Abstract Consider a normal location model $X \mid \theta \sim N(\theta, \sigma^2)$ with known $\sigma^2$. Suppose $\theta \sim G_0$, where the prior $G_0$ has zero mean and unit variance. Let $G_1$ be a possibly misspecified prior with zero mean and unit variance. We show that the squared error Bayes risk of the posterior mean under $G_1$ is bounded, uniformly over $G_0, G_1, \sigma^2 > 0$.

Nonparametric Treatment Effect Identification in School Choice

[arXiv] [Twitter TL;DR]

I characterize the effect of treatment effect heterogeneity in settings where school choice mechanisms are used to estimate causal effect of schools.
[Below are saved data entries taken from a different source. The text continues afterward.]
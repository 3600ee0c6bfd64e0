//! Undo/Redo history of the drawing.
//!
//! Every edit of the drawing records a full [`UndoState`] in a bounded
//! [`HistoryBuffer`]. Edits on the symbol libraries record a state as well,
//! pointing at a snapshot of the library directory; stepping over such a
//! state restores the libraries through a [`LibraryUndoListener`].
//!
//! ## Module Structure
//!
//! - [`buffer`] - HistoryBuffer, the bounded cursor-based history
//! - [`undo_state`] - UndoState records kept in the history
//! - [`session`] - UndoSession tying the history to library snapshots
//! - [`messages`] - HistoryRequest and DrawingRestored messages
//! - [`systems`] - Bevy systems answering those messages

pub mod buffer;
pub mod messages;
pub mod session;
pub mod systems;
pub mod undo_state;

#[cfg(test)]
mod tests;

use bevy::prelude::*;

use crate::config::ConfigLoaded;

// Re-exports
pub use buffer::{HistoryBuffer, HistoryError, Result};
pub use messages::{DrawingRestored, HistoryRequest};
pub use session::{LibraryUndoListener, UndoActor, UndoSession};
pub use undo_state::UndoState;

/// Resource holding the undo session of the open drawing
#[derive(Resource, Debug, Default)]
pub struct DrawingHistory(pub UndoSession);

pub struct HistoryPlugin;

impl Plugin for HistoryPlugin {
    fn build(&self, app: &mut App) {
        app.init_resource::<DrawingHistory>()
            .add_message::<HistoryRequest>()
            .add_message::<DrawingRestored>()
            .add_message::<AppExit>()
            .add_systems(Startup, systems::configure_history.after(ConfigLoaded))
            .add_systems(
                Update,
                systems::handle_history_requests.run_if(on_message::<HistoryRequest>),
            )
            .add_systems(Last, systems::cleanup_on_exit.run_if(on_message::<AppExit>));
    }
}
//! Symbol libraries and their undo support.
//!
//! Libraries live in `.fcl` files inside one library directory. The
//! [`LibraryModel`] indexes them as libraries, categories and macros and is
//! rebuilt from disk whenever the files change underneath it.
//!
//! Before an edit touches the library files, a copy of them is taken into a
//! snapshot directory. Undoing the edit copies that snapshot back over the
//! library directory ([`LibraryUndoExecutor`]) and rebuilds the model.

pub mod category;
pub mod error;
pub mod events;
pub mod fcl;
pub mod fs_utils;
pub mod macro_desc;
pub mod model;
pub mod snapshot;
pub mod symbol_library;
pub mod systems;
pub mod undo_executor;


use std::path::PathBuf;

use bevy::prelude::*;

use crate::config::{ConfigLoaded, SetLibraryDirRequest};
use crate::history::DrawingRestored;

// Re-exports
pub use category::Category;
pub use error::{LibraryError, Result};
pub use events::{LibraryEvent, LibraryListener, LibraryNode};
pub use macro_desc::MacroDesc;
pub use model::{CategoryHandle, LibraryHandle, LibraryModel, ListenerId};
pub use snapshot::{FsSnapshotStore, SnapshotStore};
pub use symbol_library::Library;
pub use undo_executor::{LibraryDirResolver, LibraryReload, LibraryRestorer, LibraryUndoExecutor};

/// Resource holding the library model
#[derive(Resource, Debug)]
pub struct Libraries(pub LibraryModel);

impl Default for Libraries {
    fn default() -> Self {
        Self(LibraryModel::from_macros(
            crate::paths::default_library_dir(),
            Vec::new(),
        ))
    }
}

/// Resource for restoring and taking library snapshots
#[derive(Resource)]
pub struct LibraryUndo {
    pub executor: LibraryUndoExecutor,
    /// Directory below which snapshots are created
    pub snapshot_root: PathBuf,
}

impl Default for LibraryUndo {
    fn default() -> Self {
        Self {
            executor: LibraryUndoExecutor::default(),
            snapshot_root: crate::paths::snapshot_root(),
        }
    }
}

/// An edit on the libraries, sent through
/// [`HistoryRequest::EditLibrary`](crate::history::HistoryRequest). Libraries
/// are named by file name.
#[derive(Debug, Clone, PartialEq, Eq)]
pub enum LibraryEdit {
    RemoveLibrary {
        filename: String,
    },
    RemoveCategory {
        filename: String,
        category: String,
    },
    RemoveMacro {
        key: String,
    },
    RenameLibrary {
        filename: String,
        name: String,
    },
    RenameCategory {
        filename: String,
        category: String,
        name: String,
    },
    RenameMacro {
        key: String,
        name: String,
    },
    CopyMacro {
        key: String,
        filename: String,
        category: String,
    },
    CopyCategory {
        from_filename: String,
        category: String,
        to_filename: String,
    },
    ChangeKey {
        key: String,
        new_key: String,
    },
}

/// Message to put a library snapshot back in place right away
#[derive(Message, Debug, Clone)]
pub struct LibraryUndoRequest {
    pub snapshot: PathBuf,
}

/// Sent whenever the library model was rebuilt from disk
#[derive(Message, Debug, Clone, Copy)]
pub struct LibraryReloaded {
    pub generation: u64,
}

pub struct LibraryPlugin;

impl Plugin for LibraryPlugin {
    fn build(&self, app: &mut App) {
        app.init_resource::<Libraries>()
            .init_resource::<LibraryUndo>()
            .add_message::<LibraryUndoRequest>()
            .add_message::<LibraryReloaded>()
            .add_message::<DrawingRestored>()
            .add_message::<SetLibraryDirRequest>()
            .add_systems(Startup, systems::load_libraries.after(ConfigLoaded))
            .add_systems(
                Update,
                (
                    systems::follow_library_dir.run_if(on_message::<SetLibraryDirRequest>),
                    systems::handle_library_undo.run_if(on_message::<LibraryUndoRequest>),
                    systems::announce_restored_libraries.run_if(on_message::<DrawingRestored>),
                ),
            );
    }
}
Abstract This paper studies nonparametric identification and estimation of causal effects in centralized school assignment. In many centralized assignment settings, students are subjected to both lottery-driven variation and regression discontinuity (RD) driven variation. We characterize the full set of identified atomic treatment effects (aTEs), defined as the conditional average treatment effect between a pair of schools, given student characteristics. Atomic treatment effects are the building blocks of more aggregated notions of treatment contrasts, and common approaches estimating aggregations of aTEs can mask important heterogeneity. In particular, many aggregations of aTEs put zero weight on aTEs driven by RD variation, and estimators of such aggregations put asymptotically vanishing weight on the RD-driven aTEs. We develop a diagnostic tool for empirically assessing the weight put on aTEs driven by RD variation. Lastly, we provide estimators and accompanying asymptotic results for inference on aggregations of RD-driven aTEs.

Mostly Harmless Machine Learning: Learning Optimal Instruments in Linear IV Models, with Daniel Chen and Greg Lewis

[Accepted at NeurIPS 2020 Workshop on Machine Learning for Economic Policy] [arXiv] [Twitter TL;DR]

We consider using machine learning to estimate the first stage in linear instrumental variables.

Abstract We provide some simple theoretical results that justify incorporating machine learning in a standard linear instrumental variable setting, prevalent in empirical research in economics. Machine learning techniques, combined with sample-splitting, extract nonlinear variation in the instrument that may dramatically improve estimation precision and robustness by boosting instrument strength. The analysis is straightforward in the absence of covariates. The presence of linearly included exogenous covariates complicates identification, as the researcher would like to prevent nonlinearities in the covariates from providing the identifying variation. Our procedure can be effectively adapted to account for this complication, based on an argument by Chamberlain (1992). Our method preserves standard intuitions and interpretations of linear instrumental variable methods and provides a simple, user-friendly upgrade to the applied economics toolbox. We illustrate our method with an example in law and criminal justice, examining the causal effect of appellate court reversals on district court sentencing decisions.
Github Gist

Causal Inference and Matching Markets

Undergraduate thesis advised by Scott Duke Kominers and David C. Parkes. Awarded the Thomas T. Hoopes Prize at Harvard College.

[Simulable Mechanisms] [Cutoff Mechanisms] [Regression discontinuity with endogenous cutoff]

Abstract We consider causal inference in two-sided matching markets, particularly in a school choice context, where the researcher is interested in understanding the treatment effect of schools on students. We characterize two classes of mechanisms that can be considered natural experiments, simulable mechanisms and cutoff mechanisms, which are mathematically general and encompass a large set of allocation mechanisms used in practice. We propose estimation and inference procedures for causal effects given each of these mechanisms, and characterize the statistical properties of the resulting causal estimators. Our approach allows us to relax the simplifying large-market assumption made in earlier work (Abdulkadiroglu, Angrist, Narita, and Pathak 2017, 2019), and we show that classical regression discontinuity procedures extend to settings where the discontinuity cutoff is endogenously chosen. Our results provide a rigorous statistical basis for causal inference and program evaluation in a number of settings where treatment assignment is complex.